__The task__:
Every line below that has the word "resolve" counts once; report how many lines that makes, with no other words.

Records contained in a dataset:

────────────────────────────────────────

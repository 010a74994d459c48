//! Writes text graph files from an in-memory graph.

use std::collections::HashSet;
use std::io::Write;
use std::path::Path;

use crate::graph::Graph;
use crate::types::error::{GraphError, GraphResult};
use crate::types::{NodeId, Value, FORMAT_HEADER};

use super::{DIRECTED, EDGE, UNDIRECTED, UNWEIGHTED, VERTEX, WEIGHTED};

/// Writer for text graph files.
pub struct GraphWriter;

impl GraphWriter {
    /// Write a complete Graph to a file.
    pub fn write_to_file(graph: &Graph, path: &Path) -> GraphResult<()> {
        let file = std::fs::File::create(path)?;
        let mut writer = std::io::BufWriter::new(file);
        Self::write_to(graph, &mut writer)?;
        writer.flush()?;
        Ok(())
    }

    /// Write a complete Graph to any writer.
    ///
    /// Every vertex is listed, isolated ones included, followed by one
    /// `edge` line per logical connection. Vertex values must be single
    /// tokens; duplicates are written but merge into one vertex on load.
    pub fn write_to(graph: &Graph, writer: &mut impl Write) -> GraphResult<()> {
        let direction = if graph.is_oriented() { DIRECTED } else { UNDIRECTED };
        let weighting = if graph.is_weighted() { WEIGHTED } else { UNWEIGHTED };
        writeln!(writer, "{} {} {}", FORMAT_HEADER, direction, weighting)?;

        let mut seen: HashSet<String> = HashSet::new();
        for &id in graph.nodes() {
            let token = token_for(graph, id)?;
            if !seen.insert(token.clone()) {
                log::warn!(
                    "Vertex value `{}` appears more than once; it will load as one vertex",
                    token
                );
            }
            writeln!(writer, "{} {}", VERTEX, token)?;
        }

        let connections = graph.connections();
        for edge in &connections {
            let from = token_for(graph, edge.from)?;
            let to = token_for(graph, edge.to)?;
            if graph.is_weighted() {
                writeln!(writer, "{} {} {} {}", EDGE, from, to, edge.weight)?;
            } else {
                writeln!(writer, "{} {} {}", EDGE, from, to)?;
            }
        }

        log::debug!(
            "Wrote graph with {} vertices and {} connections",
            graph.vertex_count(),
            connections.len()
        );
        Ok(())
    }

    /// Render a graph to a string.
    pub fn write_string(graph: &Graph) -> GraphResult<String> {
        let mut buf = Vec::new();
        Self::write_to(graph, &mut buf)?;
        String::from_utf8(buf).map_err(|e| GraphError::Format(e.to_string()))
    }
}

fn token_for(graph: &Graph, id: NodeId) -> GraphResult<String> {
    let value: &Value = graph.value(id).ok_or(GraphError::InvalidEndpoint(id))?;
    if !value.is_token() {
        return Err(GraphError::Format(format!(
            "vertex {} value {:?} would not read back as the same value",
            id,
            value.to_string()
        )));
    }
    Ok(value.to_string())
}
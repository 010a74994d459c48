//! CLI command implementations.

use std::path::Path;

use crate::algo::{
    bellman_ford, build_flow_network, cyclomatic_report, dijkstra, edmonds_karp, floyd_warshall,
    find_equal_length_vertex, knots, prim, prim_all_starts, MatchStrategy, PathBudget, PathLookup,
};
use crate::format::{GraphReader, GraphWriter};
use crate::graph::traversal::{
    degree_below, isolated_vertices, reachable_within, reachable_within_weighted, remove_isolated,
};
use crate::graph::Graph;
use crate::types::{GraphError, GraphResult, NodeId, Value};

/// Create a new empty graph file.
pub fn cmd_create(path: &Path, oriented: bool, weighted: bool) -> GraphResult<()> {
    let graph = Graph::new(oriented, weighted);
    GraphWriter::write_to_file(&graph, path)?;
    println!("Created {}", path.display());
    Ok(())
}

/// Display information about a graph file.
pub fn cmd_info(path: &Path, json: bool) -> GraphResult<()> {
    let graph = GraphReader::read_from_file(path)?;
    let file_size = std::fs::metadata(path)?.len();

    if json {
        let info = serde_json::json!({
            "file": path.display().to_string(),
            "oriented": graph.is_oriented(),
            "weighted": graph.is_weighted(),
            "vertices": graph.vertex_count(),
            "edges": graph.edge_count(),
            "stored_edges": graph.stored_edge_count(),
            "file_size": file_size,
        });
        print_json(&info);
    } else {
        println!("File: {}", path.display());
        println!("Kind: {}", kind_label(&graph));
        println!("Vertices: {}", graph.vertex_count());
        println!("Edges: {}", graph.edge_count());
        println!("Stored edge records: {}", graph.stored_edge_count());
        println!("File size: {} B", file_size);
    }
    Ok(())
}

/// Add a vertex. The value is type-sniffed like values in the file format.
///
/// Files address vertices by value, so a value already present is refused.
pub fn cmd_add_vertex(path: &Path, value: &str, json: bool) -> GraphResult<()> {
    let mut graph = GraphReader::read_from_file(path)?;
    let value = Value::parse(value);
    if graph.find_vertex(&value).is_some() {
        return Err(GraphError::DuplicateVertex(value));
    }
    let kind = value.kind();
    let id = graph.add_vertex(value);
    GraphWriter::write_to_file(&graph, path)?;

    let index = graph.vertex_count() - 1;
    if json {
        print_json(&serde_json::json!({
            "index": index,
            "value": graph.value(id),
            "kind": kind,
        }));
    } else {
        println!("Added vertex [{}] {} ({})", index, label(&graph, id), kind);
    }
    Ok(())
}

/// Add an edge between two vertices given by display index.
pub fn cmd_add_edge(
    path: &Path,
    from: usize,
    to: usize,
    weight: Option<f64>,
    json: bool,
) -> GraphResult<()> {
    let mut graph = GraphReader::read_from_file(path)?;
    let from_id = resolve(&graph, from)?;
    let to_id = resolve(&graph, to)?;
    let weight = weight.unwrap_or(0.0);
    graph.add_edge(from_id, to_id, weight)?;
    GraphWriter::write_to_file(&graph, path)?;

    let arrow = if graph.is_oriented() { "->" } else { "--" };
    if json {
        print_json(&serde_json::json!({"from": from, "to": to, "weight": weight}));
    } else if graph.is_weighted() {
        println!(
            "Linked {} {} {} ({})",
            label(&graph, from_id),
            arrow,
            label(&graph, to_id),
            weight
        );
    } else {
        println!(
            "Linked {} {} {}",
            label(&graph, from_id),
            arrow,
            label(&graph, to_id)
        );
    }
    Ok(())
}

/// Remove a vertex by display index, with every edge touching it.
pub fn cmd_remove_vertex(path: &Path, index: usize, json: bool) -> GraphResult<()> {
    let mut graph = GraphReader::read_from_file(path)?;
    let id = resolve(&graph, index)?;
    let removed = graph
        .remove_vertex(id)
        .ok_or(GraphError::InvalidEndpoint(id))?;
    GraphWriter::write_to_file(&graph, path)?;

    if json {
        print_json(&serde_json::json!({"index": index, "value": removed}));
    } else {
        println!("Removed vertex [{}] {}", index, removed);
    }
    Ok(())
}

/// Remove an edge by its position in the `edges` listing.
///
/// On non-oriented graphs the mirror record goes too.
pub fn cmd_remove_edge(path: &Path, index: usize, json: bool) -> GraphResult<()> {
    let mut graph = GraphReader::read_from_file(path)?;
    let listing = graph.edges();
    let edge = listing.get(index).ok_or(GraphError::IndexOutOfRange {
        index,
        len: listing.len(),
    })?;
    let removed = graph.remove_edge(edge.id)?;
    GraphWriter::write_to_file(&graph, path)?;

    if json {
        print_json(&serde_json::json!({
            "index": index,
            "records_removed": removed.len(),
        }));
    } else {
        println!(
            "Removed edge {} -> {} ({} record(s))",
            label(&graph, edge.from),
            label(&graph, edge.to),
            removed.len()
        );
    }
    Ok(())
}

/// List vertices with their display indices.
pub fn cmd_vertices(path: &Path, json: bool) -> GraphResult<()> {
    let graph = GraphReader::read_from_file(path)?;

    if json {
        let list: Vec<serde_json::Value> = graph
            .nodes()
            .iter()
            .enumerate()
            .map(|(i, &id)| {
                serde_json::json!({
                    "index": i,
                    "value": graph.value(id),
                    "out_degree": graph.edges_from(id).len(),
                    "in_degree": graph.in_degree(id),
                })
            })
            .collect();
        print_json(&serde_json::Value::Array(list));
    } else {
        for (i, &id) in graph.nodes().iter().enumerate() {
            println!("[{}] {}", i, label(&graph, id));
        }
    }
    Ok(())
}

/// List every stored edge record with its display index.
pub fn cmd_edges(path: &Path, json: bool) -> GraphResult<()> {
    let graph = GraphReader::read_from_file(path)?;
    let listing = graph.edges();

    if json {
        let list: Vec<serde_json::Value> = listing
            .iter()
            .enumerate()
            .map(|(i, e)| {
                serde_json::json!({
                    "index": i,
                    "from": graph.value(e.from),
                    "to": graph.value(e.to),
                    "weight": e.weight,
                })
            })
            .collect();
        print_json(&serde_json::Value::Array(list));
    } else {
        for (i, e) in listing.iter().enumerate() {
            if graph.is_weighted() {
                println!(
                    "[{}] {} -> {} ({})",
                    i,
                    label(&graph, e.from),
                    label(&graph, e.to),
                    e.weight
                );
            } else {
                println!("[{}] {} -> {}", i, label(&graph, e.from), label(&graph, e.to));
            }
        }
    }
    Ok(())
}

/// Print the adjacency list.
pub fn cmd_adjacency(path: &Path, json: bool) -> GraphResult<()> {
    let graph = GraphReader::read_from_file(path)?;

    if json {
        let mut map = serde_json::Map::new();
        for &id in graph.nodes() {
            let targets: Vec<serde_json::Value> = graph
                .edges_from(id)
                .iter()
                .map(|e| serde_json::json!({"to": graph.value(e.to), "weight": e.weight}))
                .collect();
            map.insert(label(&graph, id), serde_json::Value::Array(targets));
        }
        print_json(&serde_json::Value::Object(map));
    } else {
        for &id in graph.nodes() {
            let targets: Vec<String> = graph
                .edges_from(id)
                .iter()
                .map(|e| {
                    if graph.is_weighted() {
                        format!("{}({})", label(&graph, e.to), e.weight)
                    } else {
                        label(&graph, e.to)
                    }
                })
                .collect();
            println!("{}: {}", label(&graph, id), targets.join(", "));
        }
    }
    Ok(())
}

────────────────────────────────────────

__Answer for this exercise__:
3